Erenle yaklaşık 10 dk'dır birbirimize sarılıp ağlıyoruz ben Eren'i çok özlediğimden ağlıyorum ama Eren sanırım okulda beni doğru dürüst koruyamazken burada nasıl koruyacağını düşünerek ağlıyordu, sanki az önce o değişmiş Ereni hiç görmemiştim sanki Eren aynı Erendi kokusu bile aynıydı tek bir şeyi farklıydı bana olan sevgisi daha çok artmıştı. Eren benden kollarını çekti ve gözlerime baktı.
Eren: Gel kıvırcığım bizimkileri toplayalım konuşalım, sonra hasret gideririz.
Gözümdeki yaşları elimle silmeye çalıştım.
Tüm ekibi topladık ve çadırların arka bahçesine geçtik. Burası diğer yerlerden daha sesiz sakindi, kimse yoktu baş başa konuşmak için güzel bir yerdi.
Hepimiz daire şeklinde oturduk ve Eren, Rüzgar döndü.
Eren: Rüzgar neden geldiniz buraya?
Rüzgar mahcup bir şekilde baktı.
Rüzgar: Ben sence gelir miyim buraya Eren, Azra zorladı siz gelmezseniz ben tek gideceğim dedi.
Eren tekrar gözlerini devirdi.
Eren: Ya hadi Çınar tamam, Ebru tamam, Azra zaten kendi istemişte Batu ne alaka amk.
Batu: Aşk olsun benim ne günahım var?
Eren: Oğlum sen 30dk'dır buradasın şu ana kadar kafana sıkılmamış olması bir mucize.
Maskeli Adam: Ya bu arada tanışamadık ben Burak .
Burak: Ben de memnun oldum Azracım da keşke Ereni kendine aşık etmeseydin çocuğun 3 aydır senin yüzünden yemediği dayak kalmadı.

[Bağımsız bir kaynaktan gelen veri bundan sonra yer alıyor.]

use factory_planner::belts::output::BeltsOutput;

fn assert_close(a: f64, b: f64) {
    assert!((a - b).abs() < 1e-6, "{a} != {b}");
}

/// S4 — belts minimal (spec.md §8).
#[test]
fn minimal_source_sink() {
    let input = r#"{
        "nodes": [
            {"id": "s", "role": "source"},
            {"id": "t", "role": "sink"}
        ],
        "edges": [
            {"from": "s", "to": "t", "lo": 0, "hi": 5}
        ]
    }"#;

    let output = factory_planner::belts::solve(input).unwrap();
    match output {
        BeltsOutput::Ok { max_flow_per_min, .. } => assert_close(max_flow_per_min, 5.0),
        BeltsOutput::Infeasible { .. } => panic!("expected ok, got infeasible"),
    }
}

/// S5 — lower bound forcing infeasibility (spec.md §8).
#[test]
fn lower_bound_infeasible() {
    let input = r#"{
        "nodes": [
            {"id": "s", "role": "source"},
            {"id": "a", "role": "internal"},
            {"id": "t", "role": "sink"}
        ],
        "edges": [
            {"from": "s", "to": "a", "lo": 10, "hi": 10},
            {"from": "a", "to": "t", "lo": 0, "hi": 5}
        ]
    }"#;

    let output = factory_planner::belts::solve(input).unwrap();
    match output {
        BeltsOutput::Infeasible { deficit, .. } => {
            assert_close(deficit.demand_balance, 5.0);
            assert!(deficit
                .tight_edges
                .iter()
                .any(|e| e.from == "a" && e.to == "t"));
        }
        BeltsOutput::Ok { .. } => panic!("expected infeasible, got ok"),
    }
}

/// S6 — node cap (spec.md §8).
#[test]
fn node_cap_limits_flow() {
    let input = r#"{
        "nodes": [
            {"id": "s", "role": "source"},
            {"id": "m", "role": "internal", "cap": 3},
            {"id": "t", "role": "sink"}
        ],
        "edges": [
            {"from": "s", "to": "m", "lo": 0, "hi": 10},
            {"from": "m", "to": "t", "lo": 0, "hi": 10}
        ]
    }"#;

    let output = factory_planner::belts::solve(input).unwrap();
    match output {
        BeltsOutput::Ok { max_flow_per_min, .. } => assert_close(max_flow_per_min, 3.0),
        BeltsOutput::Infeasible { .. } => panic!("expected ok, got infeasible"),
    }
}

#[test]
fn malformed_input_is_rejected() {
    let err = factory_planner::belts::solve("{ not json").unwrap_err();
    assert!(err.to_string().contains("malformed input"));
}

#[test]
fn missing_sink_is_malformed() {
    let input = r#"{
        "nodes": [{"id": "s", "role": "source"}],
        "edges": []
    }"#;
    let err = factory_planner::belts::solve(input).unwrap_err();
    assert!(err.to_string().contains("sink"));
}

#[test]
fn round_trip_passes_verifier() {
    let input = r#"{
        "nodes": [
            {"id": "s", "role": "source"},
            {"id": "m", "role": "internal", "cap": 3},
            {"id": "t", "role": "sink"}
        ],
        "edges": [
            {"from": "s", "to": "m", "lo": 0, "hi": 10},
            {"from": "m", "to": "t", "lo": 0, "hi": 10}
        ]
    }"#;

    let problem = factory_planner::belts::model::BeltsProblem::parse(input).unwrap();
    let output = factory_planner::belts::solve::solve(&problem).unwrap();
    let violations = factory_planner::verify::verify_belts(&problem, &output);
    assert!(violations.is_empty(), "{violations:?}");
}
use std::collections::{BTreeMap, HashMap};

use serde::{Deserialize, Serialize};

use crate::error::{PlanError, PlanResult};

/// An opaque item identifier. The set of items is the union of everything
/// mentioned in recipes, the target, and the raw supply caps.
pub type Item = String;

/// Numeric tolerance used throughout the factory solver: anything smaller
/// in absolute value is treated as zero.
pub const TOLERANCE: f64 = 1e-9;

/// Whether productivity multiplies recipe outputs anywhere in the
/// accounting. The reference implementation parses `prod` but ignores it;
/// this is the resolution of the open question in spec.md §9.
pub const APPLY_PRODUCTIVITY: bool = false;

#[derive(Debug, Clone, Deserialize, Serialize)]
pub struct MachineClass {
    pub crafts_per_min: f64,
    pub max_machines: Option<u32>,
}

#[derive(Debug, Clone, Copy, Deserialize, Serialize)]
pub struct ModuleLoadout {
    #[serde(default)]
    pub speed: f64,
    #[serde(default)]
    pub prod: f64,
}

#[derive(Debug, Clone, Deserialize, Serialize)]
pub struct Recipe {
    pub machine: String,
    pub time_s: f64,
    #[serde(rename = "in", default)]
    pub inputs: HashMap<Item, f64>,
    #[serde(rename = "out", default)]
    pub outputs: HashMap<Item, f64>,
    pub modules: Option<ModuleLoadout>,
}

impl Recipe {
    /// Effective crafts per minute achievable by one machine of
    /// `machine_class` running this recipe, per spec.md §3.1/§9: the
    /// documented sample outputs match `crafts_per_min * (1 + speed) /
    /// time_s`, the simplified form of the source's formula after its
    /// spurious `*60/60` cancels.
    pub fn eff_crafts_per_min(&self, machine_class: &MachineClass) -> f64 {
        let speed = self.modules.map(|m| m.speed).unwrap_or(0.0);
        machine_class.crafts_per_min * (1.0 + speed) / self.time_s
    }

    pub fn output_of(&self, item: &str) -> f64 {
        let base = self.outputs.get(item).copied().unwrap_or(0.0);
        if APPLY_PRODUCTIVITY {
            let prod = self.modules.map(|m| m.prod).unwrap_or(0.0);
            base * (1.0 + prod)
        } else {
            base
        }
    }

    pub fn input_of(&self, item: &str) -> f64 {
        self.inputs.get(item).copied().unwrap_or(0.0)
    }
}

#[derive(Debug, Clone, Deserialize, Serialize)]
pub struct Target {
    pub item: Item,
    pub rate_per_min: f64,
}

#[derive(Debug, Clone, Deserialize, Serialize)]
pub struct FactoryProblem {
    pub target: Target,
    /// Keyed by machine class name in a `BTreeMap`, not `HashMap`: solved
    /// over in sorted order so `good_lp` variable/constraint indices are
    /// assigned identically on every run (spec.md §9: "pin iteration
    /// order everywhere").
    pub machines: BTreeMap<String, MachineClass>,
    /// Keyed by recipe name, sorted for the same reason as `machines`.
    pub recipes: BTreeMap<String, Recipe>,
    #[serde(default)]
    pub raw_supply_per_min: HashMap<Item, f64>,
}

impl FactoryProblem {
    pub fn parse(input: &str) -> PlanResult<Self> {
        let problem: FactoryProblem = serde_json::from_str(input)?;
        problem.validate()?;
        Ok(problem)
    }

    /// All items mentioned anywhere: recipe inputs/outputs, the target,
    /// and the raw caps (spec.md §3.1).
    pub fn items(&self) -> Vec<Item> {
        let mut items: std::collections::BTreeSet<Item> = std::collections::BTreeSet::new();
        for recipe in self.recipes.values() {
            items.extend(recipe.inputs.keys().cloned());
            items.extend(recipe.outputs.keys().cloned());
        }
        items.insert(self.target.item.clone());
        items.extend(self.raw_supply_per_min.keys().cloned());
        items.into_iter().collect()
    }

    fn validate(&self) -> PlanResult<()> {
        if self.target.rate_per_min <= 0.0 {
            return Err(PlanError::MalformedInput(
                "target rate_per_min must be positive".into(),
            ));
        }
        for (name, recipe) in &self.recipes {
            if !self.machines.contains_key(&recipe.machine) {
                return Err(PlanError::MalformedInput(format!(
                    "recipe '{name}' references undefined machine class '{}'",
                    recipe.machine
                )));
            }
            if recipe.time_s <= 0.0 {
                return Err(PlanError::MalformedInput(format!(
                    "recipe '{name}' has non-positive time_s"
                )));
            }
            if let Some(modules) = recipe.modules {
                if modules.speed < -1.0 {
                    return Err(PlanError::MalformedInput(format!(
                        "recipe '{name}' has module speed {} below the -1 floor",
                        modules.speed
                    )));
                }
                if modules.prod < 0.0 {
                    return Err(PlanError::MalformedInput(format!(
                        "recipe '{name}' has negative module prod {}",
                        modules.prod
                    )));
                }
            }
            if let Some(machine) = self.machines.get(&recipe.machine) {
                if recipe.eff_crafts_per_min(machine) <= 0.0 {
                    return Err(PlanError::MalformedInput(format!(
                        "recipe '{name}' has non-positive effective crafts per minute \
                         (module speed cancels out machine throughput)"
                    )));
                }
            }
            for (item, qty) in recipe.inputs.iter().chain(recipe.outputs.iter()) {
                if *qty < 0.0 {
                    return Err(PlanError::MalformedInput(format!(
                        "recipe '{name}' has a negative coefficient for '{item}'"
                    )));
                }
            }
        }
        if !self
            .recipes
            .values()
            .any(|r| r.outputs.contains_key(&self.target.item))
        {
            return Err(PlanError::MalformedInput(format!(
                "target item '{}' is not produced by any recipe",
                self.target.item
            )));
        }
        for (item, cap) in &self.raw_supply_per_min {
            if *cap < 0.0 {
                return Err(PlanError::MalformedInput(format!(
                    "raw supply cap for '{item}' is negative"
                )));
            }
        }
        for (class, machine) in &self.machines {
            if machine.crafts_per_min <= 0.0 {
                return Err(PlanError::MalformedInput(format!(
                    "machine class '{class}' has non-positive crafts_per_min"
                )));
            }
        }
        Ok(())
    }
}
use factory_planner::factory::output::FactoryOutput;

fn assert_close(a: f64, b: f64) {
    assert!((a - b).abs() < 1e-6, "{a} != {b}");
}

/// S1 — trivial one-recipe factory (spec.md §8).
#[test]
fn trivial_one_recipe() {
    let input = r#"{
        "target": {"item": "iron", "rate_per_min": 60},
        "machines": {"furnace": {"crafts_per_min": 60, "max_machines": null}},
        "recipes": {
            "smelt": {"machine": "furnace", "time_s": 1,
                       "in": {"iron_ore": 1}, "out": {"iron": 1}}
        },
        "raw_supply_per_min": {"iron_ore": 1000}
    }"#;

    let output = factory_planner::factory::solve(input).unwrap();
    match output {
        FactoryOutput::Ok {
            per_recipe_crafts_per_min,
            per_machine_counts,
            raw_consumption_per_min,
        } => {
            assert_close(per_recipe_crafts_per_min["smelt"], 60.0);
            assert_eq!(per_machine_counts["furnace"], 1);
            assert_close(raw_consumption_per_min["iron_ore"], 60.0);
        }
        FactoryOutput::Infeasible { .. } => panic!("expected ok, got infeasible"),
    }
}

/// S2 — raw-cap infeasible (spec.md §8).
#[test]
fn raw_cap_infeasible() {
    let input = r#"{
        "target": {"item": "iron", "rate_per_min": 60},
        "machines": {"furnace": {"crafts_per_min": 60, "max_machines": null}},
        "recipes": {
            "smelt": {"machine": "furnace", "time_s": 1,
                       "in": {"iron_ore": 1}, "out": {"iron": 1}}
        },
        "raw_supply_per_min": {"iron_ore": 30}
    }"#;

    let output = factory_planner::factory::solve(input).unwrap();
    match output {
        FactoryOutput::Infeasible {
            max_feasible_target,
            bottlenecks,
        } => {
            assert_close(max_feasible_target, 30.0);
            assert!(bottlenecks.iter().any(|h| h.contains("iron_ore")));
        }
        FactoryOutput::Ok { .. } => panic!("expected infeasible, got ok"),
    }
}

/// S3 — chained recipes with an intermediate (spec.md §8).
#[test]
fn chained_recipes() {
    let input = r#"{
        "target": {"item": "gear", "rate_per_min": 10},
        "machines": {"press": {"crafts_per_min": 60, "max_machines": null}},
        "recipes": {
            "A": {"machine": "press", "time_s": 1,
                   "in": {"ore": 1}, "out": {"plate": 1}},
            "B": {"machine": "press", "time_s": 1,
                   "in": {"plate": 2}, "out": {"gear": 1}}
        },
        "raw_supply_per_min": {"ore": 1000000}
    }"#;

    let output = factory_planner::factory::solve(input).unwrap();
    match output {
        FactoryOutput::Ok {
            per_recipe_crafts_per_min,
            raw_consumption_per_min,
            ..
        } => {
            assert_close(per_recipe_crafts_per_min["A"], 20.0);
            assert_close(per_recipe_crafts_per_min["B"], 10.0);
            assert_close(raw_consumption_per_min["ore"], 20.0);
        }
        FactoryOutput::Infeasible { .. } => panic!("expected ok, got infeasible"),
    }
}

#[test]
fn malformed_input_is_rejected() {
    let err = factory_planner::factory::solve("{ not json").unwrap_err();
    assert!(err.to_string().contains("malformed input"));
}

#[test]
fn target_with_no_producer_is_malformed() {
    let input = r#"{
        "target": {"item": "widget", "rate_per_min": 1},
        "machines": {"m": {"crafts_per_min": 1, "max_machines": null}},
        "recipes": {}
    }"#;
    let err = factory_planner::factory::solve(input).unwrap_err();
    assert!(err.to_string().contains("widget"));
}

#[test]
fn round_trip_passes_verifier() {
    let input = r#"{
        "target": {"item": "gear", "rate_per_min": 10},
        "machines": {"press": {"crafts_per_min": 60, "max_machines": 5}},
        "recipes": {
            "A": {"machine": "press", "time_s": 1,
                   "in": {"ore": 1}, "out": {"plate": 1}},
            "B": {"machine": "press", "time_s": 1,
                   "in": {"plate": 2}, "out": {"gear": 1}}
        },
        "raw_supply_per_min": {"ore": 1000000}
    }"#;

    let problem = factory_planner::factory::model::FactoryProblem::parse(input).unwrap();
    let output = factory_planner::factory::lp::solve(&problem).unwrap();
    let violations = factory_planner::verify::verify_factory(&problem, &output);
    assert!(violations.is_empty(), "{violations:?}");
}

Hepimiz aynı anda Erene baktık, hiç dayak yediğinden bahsetmemişti.
Eren ise sanki bu olayları hiç anlatmak istemiyormuş gibi başını önüne eğdi.
Burak: Eren ilk 1 ay sürekli ağlıyordu ve işleri bilmediği içinde neredeyse hiç bir şey yapamıyordu, liderde neredeyse her gün ceza veriyordu Erene.
Burak, sanki kelimeler boğazında düğümlenmiş gibi yurkundu.
Burak: Dayak, aç ve susuz bırakılma, geceyi dışarıda soğukta geçirme ve daha nicesi..
Acıyan bir halde Erene baktım, 3 aydır neler çekmişti Eren, o zümrüt yeşili gözleri kim bilir bu yaşta neler görmüştü.
Eren: Bu yüzden sana bizim ekibi buraya getirme dedim, ben kendimi koruyamıyorum ne derlerse yapmam gerekiyor karşı çıkamıyorum bile.
Eren buruk bir gülümsemeyle bana baktı.
Azra: Özür dilerim, buraya gelmeyi ben istedim sen yalnız kalma istedim çok özür dilerim.
Eren yanıma yaklaştı ve yanağıma hafifçe dokundu.
Eren: Üzme o güzel canını kıvırcığım, gün gelecek çıkacağız buradan.
Burak: Çocuklar, yemek saati geldi yemekhaneye gidelim yoksa aç kalırız.
Eren: Hadi gidelim abim doğru söylüyor.
Hepimiz ayağa fırladık ve yemekhane çadırına girdik. Her taraf serseri kaynıyordu ve hepsi bana kötü kötü bakıyordu.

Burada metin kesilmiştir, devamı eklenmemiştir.